“When workers from outside the Dal hear that they have to work on floating gardens, they worry about drowning!” says Mohammad Maqbool Mattoo, smiling.
The 47-year-old farmer in Moti Mohalla Khurd area of the Dal lake in Srinagar city says he ends up paying them Rs. 700 a day – Rs. 200 more than what people pay for agricultural work in and around Srinagar, in the Kashmir valley. To reduce his spending on labour, he says, “My wife Tasleema and I come everyday [to work], even if we are busy.”
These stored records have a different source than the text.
use anyhow::Context;
use axum::{
    routing::{get, post},
    Router,
};
use clap::Parser;
use serde::Deserialize;
use std::net::SocketAddr;
use std::path::{Path, PathBuf};
use std::sync::Arc;
use tower_http::cors::CorsLayer;
use tower_http::trace::TraceLayer;
use tracing_subscriber::{layer::SubscriberExt, util::SubscriberInitExt};

use datasets::registry::DatasetRegistry;
use datasets::DatasetConfig;
use dq_core::pagination::DEFAULT_TAKE;

mod api;
mod datasets;

// =============================================================================
// CLI
// =============================================================================

#[derive(Parser)]
#[command(
    name = "dq-hub",
    version = "0.1.0",
    about = "DYNQ Query Hub: filter, sort and page datasets over HTTP"
)]
struct Args {
    /// Server bind address
    #[arg(long, default_value = "127.0.0.1:3000")]
    bind: String,

    /// Path to config file
    #[arg(long, default_value = "dq-hub.toml")]
    config: PathBuf,
}

// =============================================================================
// Config
// =============================================================================

#[derive(Deserialize, Default, Clone)]
struct Config {
    #[serde(default)]
    server: ServerConfig,
    #[serde(default)]
    datasets: Vec<DatasetConfig>,
}

#[derive(Deserialize, Clone)]
struct ServerConfig {
    #[serde(default = "default_take")]
    default_take: u64,
    #[serde(default = "default_take")]
    max_take: u64,
}

impl Default for ServerConfig {
    fn default() -> Self {
        Self {
            default_take: DEFAULT_TAKE,
            max_take: DEFAULT_TAKE,
        }
    }
}

fn default_take() -> u64 {
    DEFAULT_TAKE
}

impl Config {
    fn load(path: &Path) -> anyhow::Result<Self> {
        if !path.exists() {
            tracing::warn!("Config {:?} not found; serving no datasets", path);
            return Ok(Self::default());
        }
        let content =
            std::fs::read_to_string(path).with_context(|| format!("reading config {:?}", path))?;
        toml::from_str(&content).with_context(|| format!("parsing config {:?}", path))
    }
}

// =============================================================================
// Application State
// =============================================================================

struct AppState {
    datasets: DatasetRegistry,
    started_at: chrono::DateTime<chrono::Utc>,
}

fn router(state: Arc<AppState>) -> Router {
    Router::new()
        .route("/api/health", get(api::health))
        .route("/api/datasets", get(api::list_datasets))
        .route("/api/datasets/:name", get(api::query_dataset))
        .route("/api/datasets/:name/query", post(api::query_dataset_structured))
        .route("/api/datasets/:name/explain", get(api::explain_dataset))
        .layer(TraceLayer::new_for_http())
        .layer(CorsLayer::permissive())
        .with_state(state)
}

// =============================================================================
// Main
// =============================================================================

#[tokio::main]
async fn main() -> anyhow::Result<()> {
    tracing_subscriber::registry()
        .with(tracing_subscriber::EnvFilter::new(
            std::env::var("RUST_LOG")
                .unwrap_or_else(|_| "dq_hub=info,dq_core=info,tower_http=info".into()),
        ))
        .with(tracing_subscriber::fmt::layer())
        .init();

    let args = Args::parse();
    let config = Config::load(&args.config)?;
    let base_dir = args
        .config
        .parent()
        .map(Path::to_path_buf)
        .unwrap_or_default();

    let datasets = DatasetRegistry::load(
        &config.datasets,
        &base_dir,
        config.server.default_take,
        config.server.max_take,
    );
    if datasets.is_empty() {
        tracing::warn!("No datasets loaded; only /api/health will answer usefully");
    }

    let state = Arc::new(AppState {
        datasets,
        started_at: chrono::Utc::now(),
    });
    let dataset_count = state.datasets.len();
    let app = router(state);

    let addr: SocketAddr = args
        .bind
        .parse()
        .with_context(|| format!("invalid bind address {:?}", args.bind))?;
    tracing::info!("━━━━━━━━━━━━━━━━━━━━━━━━━━━━━━━━━━━━━━━━━━━━━━━━━━━━━━");
    tracing::info!("  DYNQ Query Hub v0.1.0");
    tracing::info!("  API:       http://{}/api/datasets", addr);
    tracing::info!("  Datasets:  {}", dataset_count);
    tracing::info!("  Config:    {:?}", args.config);
    tracing::info!("━━━━━━━━━━━━━━━━━━━━━━━━━━━━━━━━━━━━━━━━━━━━━━━━━━━━━━");

    let listener = tokio::net::TcpListener::bind(addr)
        .await
        .with_context(|| format!("binding {}", addr))?;
    axum::serve(listener, app).await?;
    Ok(())
}

#[cfg(test)]
mod tests {
    use super::*;

    #[test]
    fn test_config_defaults() {
        let config: Config = toml::from_str("").unwrap();
        assert_eq!(config.server.default_take, 100);
        assert_eq!(config.server.max_take, 100);
        assert!(config.datasets.is_empty());
    }

    #[test]
    fn test_config_with_datasets() {
        let config: Config = toml::from_str(
            r#"
            [server]
            max_take = 500

            [[datasets]]
            name = "users"
            data = "demo/users.json"

            [datasets.aliases]
            email = "user.email"
            "#,
        )
        .unwrap();
        assert_eq!(config.server.default_take, 100);
        assert_eq!(config.server.max_take, 500);
        assert_eq!(config.datasets[0].name, "users");
        assert_eq!(config.datasets[0].aliases.len(), 1);
    }

    #[test]
    fn test_missing_config_is_empty() {
        let config = Config::load(Path::new("/nonexistent/dq-hub.toml")).unwrap();
        assert!(config.datasets.is_empty());
    }
}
Mohammad Maqbool Mattoo uses a boat to get to his 7.5 acres of floating gardens on the Dal – locally referred to as Dal ke garden – where he cultivates a variety of vegetables like turnips and haakh (collard greens) through the year. He does it even in winter, when temperatures drop to –11°C and he must break the icy surface of the lake to manoeuvre his boat. “This trade does not fetch us enough money nowadays. I do this because it is the only thing I can do,” he says.
Spread over 18 square kilometres, the Dal is well known for its houseboats, shikara (boat) rides, the Char Chinar island of ancient maple trees, and Mughal-era gardens that border the lake. It is Srinagar’s primary tourist attraction.
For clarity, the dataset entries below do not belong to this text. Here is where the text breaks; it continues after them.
//! # Record Shapes
//!
//! Describes the queried record type by its columns and the type each one
//! decodes into, so the translator never needs to know the storage type.

use serde::{Deserialize, Serialize};

use crate::engine::EngineError;
use crate::value::{Cell, Record, Value};

#[derive(Debug, Clone, Copy, PartialEq, Eq, Serialize, Deserialize, Default)]
#[serde(rename_all = "snake_case")]
pub enum DecodeTarget {
    Text,
    Integer,
    Float,
    Boolean,
    Bytes,
    /// Keep whatever the engine returned.
    #[default]
    Json,
}

#[derive(Debug, Clone, PartialEq, Eq, Serialize, Deserialize)]
pub struct ColumnDef {
    pub name: String,
    #[serde(rename = "type", default)]
    pub target: DecodeTarget,
}

impl ColumnDef {
    pub fn new(name: impl Into<String>, target: DecodeTarget) -> Self {
        Self {
            name: name.into(),
            target,
        }
    }
}

#[derive(Debug, Clone, Default, PartialEq, Eq, Serialize, Deserialize)]
#[serde(transparent)]
pub struct RecordShape {
    columns: Vec<ColumnDef>,
}

impl RecordShape {
    pub fn new(columns: Vec<ColumnDef>) -> Self {
        Self { columns }
    }

    pub fn column(mut self, name: impl Into<String>, target: DecodeTarget) -> Self {
        self.columns.push(ColumnDef::new(name, target));
        self
    }

    pub fn columns(&self) -> &[ColumnDef] {
        &self.columns
    }

    pub fn names(&self) -> impl Iterator<Item = &str> {
        self.columns.iter().map(|c| c.name.as_str())
    }

    /// Decode a full record; `cells` are positional, one per shape column.
    pub fn decode_record(&self, cells: Vec<Cell>) -> Result<Record, EngineError> {
        if cells.len() != self.columns.len() {
            return Err(EngineError::Backend(format!(
                "record has {} cells, shape has {} columns",
                cells.len(),
                self.columns.len()
            )));
        }
        let mut record = Record::with_capacity(cells.len());
        for (def, cell) in self.columns.iter().zip(cells) {
            record.insert(def.name.clone(), decode_as(&def.name, def.target, cell)?);
        }
        Ok(record)
    }
}

/// Decode one projected cell by its own type. Bytes are read as UTF-8 text.
pub fn decode_cell(column: &str, cell: Cell) -> Result<Value, EngineError> {
    Ok(match cell {
        Cell::Null => Value::Null,
        Cell::Bool(b) => Value::Bool(b),
        Cell::Int(n) => Value::Int(n),
        Cell::Float(f) => Value::Float(f),
        Cell::Text(s) => Value::Text(s),
        Cell::Bytes(b) => Value::Text(utf8(column, b)?),
    })
}

/// Decode one cell into the declared `target`.
pub fn decode_as(column: &str, target: DecodeTarget, cell: Cell) -> Result<Value, EngineError> {
    let mismatch = |found: &str| EngineError::Decode {
        column: column.to_string(),
        reason: format!("expected {target:?}, found {found}"),
    };

    let value = match (target, cell) {
        (_, Cell::Null) => Value::Null,
        (DecodeTarget::Json, cell) => decode_cell(column, cell)?,

        (DecodeTarget::Text, Cell::Text(s)) => Value::Text(s),
        (DecodeTarget::Text, Cell::Bytes(b)) => Value::Text(utf8(column, b)?),
        (DecodeTarget::Text, Cell::Int(n)) => Value::Text(n.to_string()),
        (DecodeTarget::Text, Cell::Float(f)) => Value::Text(f.to_string()),
        (DecodeTarget::Text, Cell::Bool(b)) => Value::Text(b.to_string()),

        (DecodeTarget::Integer, Cell::Int(n)) => Value::Int(n),
        (DecodeTarget::Integer, Cell::Text(s)) => {
            Value::Int(s.trim().parse().map_err(|_| mismatch("non-integer text"))?)
        }
        (DecodeTarget::Integer, Cell::Bool(b)) => Value::Int(i64::from(b)),
        (DecodeTarget::Integer, Cell::Float(_)) => return Err(mismatch("float")),
        (DecodeTarget::Integer, Cell::Bytes(_)) => return Err(mismatch("bytes")),

        (DecodeTarget::Float, Cell::Float(f)) => Value::Float(f),
        (DecodeTarget::Float, Cell::Int(n)) => Value::Float(n as f64),
        (DecodeTarget::Float, Cell::Text(s)) => {
            Value::Float(s.trim().parse().map_err(|_| mismatch("non-numeric text"))?)
        }
        (DecodeTarget::Float, Cell::Bool(_)) => return Err(mismatch("bool")),
        (DecodeTarget::Float, Cell::Bytes(_)) => return Err(mismatch("bytes")),

        (DecodeTarget::Boolean, Cell::Bool(b)) => Value::Bool(b),
        (DecodeTarget::Boolean, Cell::Int(n)) => Value::Bool(n != 0),
        (DecodeTarget::Boolean, Cell::Text(s)) => match s.as_str() {
            "true" | "t" | "1" => Value::Bool(true),
            "false" | "f" | "0" => Value::Bool(false),
            _ => return Err(mismatch("non-boolean text")),
        },
        (DecodeTarget::Boolean, Cell::Float(_)) => return Err(mismatch("float")),
        (DecodeTarget::Boolean, Cell::Bytes(_)) => return Err(mismatch("bytes")),

        (DecodeTarget::Bytes, Cell::Bytes(b)) => Value::Bytes(b),
        (DecodeTarget::Bytes, Cell::Text(s)) => Value::Bytes(s.into_bytes()),
        (DecodeTarget::Bytes, _) => return Err(mismatch("non-binary value")),
    };
    Ok(value)
}

fn utf8(column: &str, bytes: Vec<u8>) -> Result<String, EngineError> {
    String::from_utf8(bytes).map_err(|e| EngineError::Decode {
        column: column.to_string(),
        reason: e.to_string(),
    })
}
Floating houses and floating gardens sit on the lake, which is part of a natural wetland that covers about 21 square kilometres. The floating gardens are of two kinds: raadh and demb. Raadh is a woven floating garden made by hand by the farmers, who weave two types of weeds together: pech (Typha angustata) and nargasa (Phragmites australis). The woven mat-like structure can measure between a tenth of an acre to three times that size. It is dried out on the lake for 3-4 years before it can be used for cultivation. Once dry, the mat is layered with mud after which it becomes suitable to grow vegetables. Farmers move the raadh around to different parts of the lake.
The demb is marshland found along the banks and edges of the lake. It floats too, but cannot be shifted.